In both cases, you write the actual content using AsciiDoctor syntax (reference, cheatsheet). Note that some Markdown can be used via an extension of AsciiDoctor syntax, and we prefer that over the "normal" AsciiDoctor syntax wherever it can be utilized.

To create and edit the content in spreadsheets, collaborators are free to use whatever tool they like, as long as the content is finally in a CSV or LibreOffice .fods format with the columns mentioned below and included into this "authoritative" repository fairdirect/foodrescue-content.

The columns to use in a spreadsheet file: You can use file content-topics-csv/template.ods to start a new spreadsheet file with food rescue content. It already contains the necessary columns as documented below.

  • ID. A continuous number, unique inside your spreadsheet file.

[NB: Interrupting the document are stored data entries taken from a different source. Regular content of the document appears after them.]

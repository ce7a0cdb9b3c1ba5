pub mod fmt;
pub use fmt::*;

mod impls;

use bounce_utils::{arena::*, span::Span};
use derive_more::From;

/* --------------------------------- Binder --------------------------------- */

#[derive(Clone, Debug, Hash, PartialEq, Eq, PartialOrd, Ord)]
pub struct VarName(pub String);
/// a decorator as written after `:decorators`
#[derive(Clone, Debug, Hash, PartialEq, Eq, PartialOrd, Ord)]
pub struct DecoratorName(pub String);

/* ---------------------------------- Index --------------------------------- */

new_key_type! {
    pub struct ExprId;
    pub struct FnId;
}

/* ------------------------------- Expression ------------------------------- */

/// literals in term
#[derive(From, Clone, Debug, PartialEq, Eq)]
pub enum Literal {
    #[from(skip)]
    Unit,
    Bool(bool),
    Int(i64),
    Str(String),
}

/// `(f a b :k v)`
#[derive(Clone, Debug)]
pub struct Call {
    pub func: ExprId,
    pub args: Vec<ExprId>,
    pub kwargs: Vec<(VarName, ExprId)>,
}

/// `(cond (c1 e1) (c2 e2) (else e3))`; `(if c t e)` is the one-arm case
#[derive(Clone, Debug)]
pub struct If {
    pub arms: Vec<Arm>,
    pub alt: Option<ExprId>,
}
#[derive(Clone, Debug)]
pub struct Arm {
    pub cond: ExprId,
    pub body: ExprId,
}

#[derive(Clone, Copy, Debug, PartialEq, Eq)]
pub enum BoolOp {
    And,
    Or,
}
/// `(and ...)` / `(or ...)`
#[derive(Clone, Debug)]
pub struct ShortCircuit {
    pub op: BoolOp,
    pub operands: Vec<ExprId>,
}

/// `(let x e)`, introducing a new cell
#[derive(Clone, Debug)]
pub struct Let {
    pub binder: VarName,
    pub bindee: ExprId,
}
/// `(set! x e)`, updating an existing cell
#[derive(Clone, Debug)]
pub struct Set {
    pub binder: VarName,
    pub bindee: ExprId,
}

/// `(while c body...)`
#[derive(Clone, Debug)]
pub struct While {
    pub cond: ExprId,
    pub body: ExprId,
}

/// `(jump f a b)`; `cc` is filled in by the continuation pass
#[derive(Clone, Debug)]
pub struct Jump {
    pub func: ExprId,
    pub args: Vec<ExprId>,
    pub kwargs: Vec<(VarName, ExprId)>,
    pub cc: Option<ExprId>,
}

/// `(capture (x y) (f a))`
#[derive(Clone, Debug)]
pub struct Capture {
    pub binders: Vec<VarName>,
    pub call: ExprId,
}

#[derive(From, Clone, Debug)]
pub enum Expr {
    Lit(Literal),
    Var(VarName),
    Fn(FnId),
    Call(Call),
    If(If),
    Short(ShortCircuit),
    Seq(Vec<ExprId>),
    Let(Let),
    Set(Set),
    While(While),
    Jump(Jump),
    Capture(Capture),
}

/* -------------------------------- Function -------------------------------- */

/// The transformation blocks a function was defined in.
#[derive(Clone, Copy, Debug, Default, PartialEq, Eq)]
pub struct Regions {
    pub tco: bool,
    pub cont: bool,
    pub lazy: bool,
}

#[derive(Clone, Copy, Debug, PartialEq, Eq)]
pub enum FnKind {
    /// written by the user with `defn` or `fn`
    Plain,
    /// the rest of a body after a capture point
    Continuation,
}

#[derive(Clone, Debug)]
pub struct FnDef {
    pub name: Option<VarName>,
    pub params: Vec<VarName>,
    pub body: ExprId,
    pub decorators: Vec<(DecoratorName, Span)>,
    pub regions: Regions,
    pub kind: FnKind,
}

/* -------------------------------- Toplevel -------------------------------- */

#[derive(Clone, Debug)]
pub enum Toplevel {
    /// `(define x e)` and `(defn f ...)`
    Define(VarName, ExprId),
    /// a bare expression run for its effect
    Exec(ExprId),
}

#[derive(Clone, Debug, Default)]
pub struct Program {
    pub exprs: ArenaDense<ExprId, Expr>,
    pub fns: ArenaDense<FnId, FnDef>,
    pub spans: ArenaAssoc<ExprId, Span>,
    pub top: Vec<Toplevel>,
}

Used for tracing back content errors from the database to their source documents.

  • Text. The actual content of your food rescue topics, using AsciiDoctor syntax. Note that only this column allows to use the AsciiDoctor markup language, all other columns have to be plain text.

  • Text type. Possible values are mentioned in the documentation of content sections. As of 2020-06-29, the possible values are:

    • risks
    • assessment
    • symptoms
    • post_spoilage
    • donation_options
    • edible_parts
    • residual_food
    • unliked_food
    • pantry_storage
    • refrigerator_storage
    • freezer_storage
    • other_storage
    • commercial_storage
    • preservation
    • preparation
    • reuse_and_recycling
    • production_waste
    • packaging_waste
  • Categories. The Open Food Facts categories to show this topic for, as a multiline field with one category name per line. Use the full category names, not the Open Food Facts tag version of the category names.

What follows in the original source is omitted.